#### [WORK ITEM]
Out of the entries that follow, copy each line containing "Instant".

[RECORDS SUPPLIED]

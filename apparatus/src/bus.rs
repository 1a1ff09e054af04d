use tokio::sync::broadcast;

use crate::{ApparatusEvent, DeviceCommand};

/// Broadcast channels connecting the controller to the devices.
///
/// Events flow from devices to listeners, commands from the controller to
/// devices. Sending never fails: with no subscribers the message is dropped.
#[derive(Clone)]
pub struct ApparatusBus {
    events: broadcast::Sender<ApparatusEvent>,
    commands: broadcast::Sender<DeviceCommand>,
}

impl ApparatusBus {
    /// Default capacity of each channel.
    pub const DEFAULT_CAPACITY: usize = 64;

    /// Create a bus with the given per-channel capacity.
    pub fn new(capacity: usize) -> Self {
        let (events, _) = broadcast::channel(capacity);
        let (commands, _) = broadcast::channel(capacity);
        Self { events, commands }
    }

    /// Subscribe to device events.
    pub fn subscribe_events(&self) -> broadcast::Receiver<ApparatusEvent> {
        self.events.subscribe()
    }

    /// Subscribe to device commands.
    pub fn subscribe_commands(&self) -> broadcast::Receiver<DeviceCommand> {
        self.commands.subscribe()
    }

    /// Report a device event.
    pub fn publish_event(&self, event: ApparatusEvent) {
        let _ = self.events.send(event);
    }

    /// Send a command to a device.
    pub fn send_command(&self, command: DeviceCommand) {
        let _ = self.commands.send(command);
    }
}

impl Default for ApparatusBus {
    fn default() -> Self {
        Self::new(Self::DEFAULT_CAPACITY)
    }
}
//! Suspension points of the trial loop.
//!
//! A wait consumes events from an [`EventSource`] until one is accepted by
//! its matcher. Events the matcher rejects, malformed ones included, are
//! skipped. A timed wait races the matcher against a deadline and resolves
//! exactly once.

use std::time::Duration;

use apparatus::ApparatusEvent;
use tokio::time::Instant;
use tracing::trace;

use crate::error::TrialError;
use crate::traits::EventSource;

/// How a timed wait resolved.
#[derive(Debug, PartialEq)]
pub enum Waited<T> {
    Matched { value: T, elapsed: Duration },
    TimedOut { elapsed: Duration },
}

/// Wait without a deadline for the first event accepted by `matcher`.
pub async fn wait_until<S, T, F>(source: &mut S, matcher: F) -> Result<T, TrialError>
where
    S: EventSource + ?Sized,
    F: FnMut(&ApparatusEvent) -> Option<T> + Send,
    T: Send,
{
    first_match(source, matcher).await
}

/// Wait for the first event accepted by `matcher`, giving up after `timeout`.
pub async fn wait_for<S, T, F>(
    source: &mut S,
    timeout: Duration,
    matcher: F,
) -> Result<Waited<T>, TrialError>
where
    S: EventSource + ?Sized,
    F: FnMut(&ApparatusEvent) -> Option<T> + Send,
    T: Send,
{
    let start = Instant::now();
    match tokio::time::timeout(timeout, first_match(source, matcher)).await {
        Ok(matched) => matched.map(|value| Waited::Matched {
            value,
            elapsed: start.elapsed(),
        }),
        Err(_) => Ok(Waited::TimedOut {
            elapsed: start.elapsed(),
        }),
    }
}

async fn first_match<S, T, F>(source: &mut S, mut matcher: F) -> Result<T, TrialError>
where
    S: EventSource + ?Sized,
    F: FnMut(&ApparatusEvent) -> Option<T> + Send,
    T: Send,
{
    loop {
        let event = source.next_event().await.ok_or(TrialError::EventSourceClosed)?;
        match matcher(&event) {
            Some(value) => return Ok(value),
            None => trace!(device = %event.device, "ignoring event"),
        }
    }
}
use serde::{Deserialize, Serialize};
use serde_json::{Map, Value};

/// Device reporting key (peck) events.
pub const KEYS: &str = "keys";
/// House lights; report `daytime`.
pub const HOUSE_LIGHTS: &str = "house_lights";
/// Audio player used for stimulus presentation.
pub const APLAYER: &str = "aplayer";
/// Pseudo-device holding the running experiment's parameters.
pub const EXPERIMENT: &str = "experiment";

/// Partial state change reported by a device.
///
/// `state` is whatever the device sent, e.g. `{"peck_center": true}` from
/// the keys or `{"feeding": false}` from a hopper. Nothing about its shape
/// is guaranteed.
#[derive(Clone, Debug, Serialize, Deserialize, PartialEq)]
pub struct ApparatusEvent {
    pub device: String,
    pub state: Value,
}

impl ApparatusEvent {
    pub fn new(device: impl Into<String>, state: Value) -> Self {
        Self {
            device: device.into(),
            state,
        }
    }

    /// A key event with a single key pressed.
    pub fn key(key: &str) -> Self {
        let mut state = Map::new();
        state.insert(key.to_string(), Value::Bool(true));
        Self::new(KEYS, Value::Object(state))
    }

    /// A house lights event.
    pub fn daytime(daytime: bool) -> Self {
        Self::new(HOUSE_LIGHTS, serde_json::json!({ "daytime": daytime }))
    }

    /// Whether the event was reported by `device`.
    pub fn is_from(&self, device: &str) -> bool {
        self.device == device
    }

    /// Boolean field of the state, `None` when absent or not a boolean.
    pub fn flag(&self, field: &str) -> Option<bool> {
        self.state.get(field)?.as_bool()
    }

    /// Whether `field` is present and truthy (`true` or a non-zero number).
    pub fn is_set(&self, field: &str) -> bool {
        match self.state.get(field) {
            Some(Value::Bool(b)) => *b,
            Some(Value::Number(n)) => n.as_f64().is_some_and(|n| n != 0.0),
            _ => false,
        }
    }
}

/// Request to move a device into a (partial) state.
///
/// Commands are fire-and-forget; any effect shows up later as an
/// [`ApparatusEvent`].
#[derive(Clone, Debug, Serialize, Deserialize, PartialEq)]
pub struct DeviceCommand {
    pub device: String,
    pub state: Value,
}

impl DeviceCommand {
    pub fn new(device: impl Into<String>, state: Value) -> Self {
        Self {
            device: device.into(),
            state,
        }
    }

    /// Boolean field of the requested state.
    pub fn flag(&self, field: &str) -> Option<bool> {
        self.state.get(field)?.as_bool()
    }
}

[/RECORDS SUPPLIED]

#### [EXERCISE RESULT]
use tokio::time::Instant;
    let start = Instant::now();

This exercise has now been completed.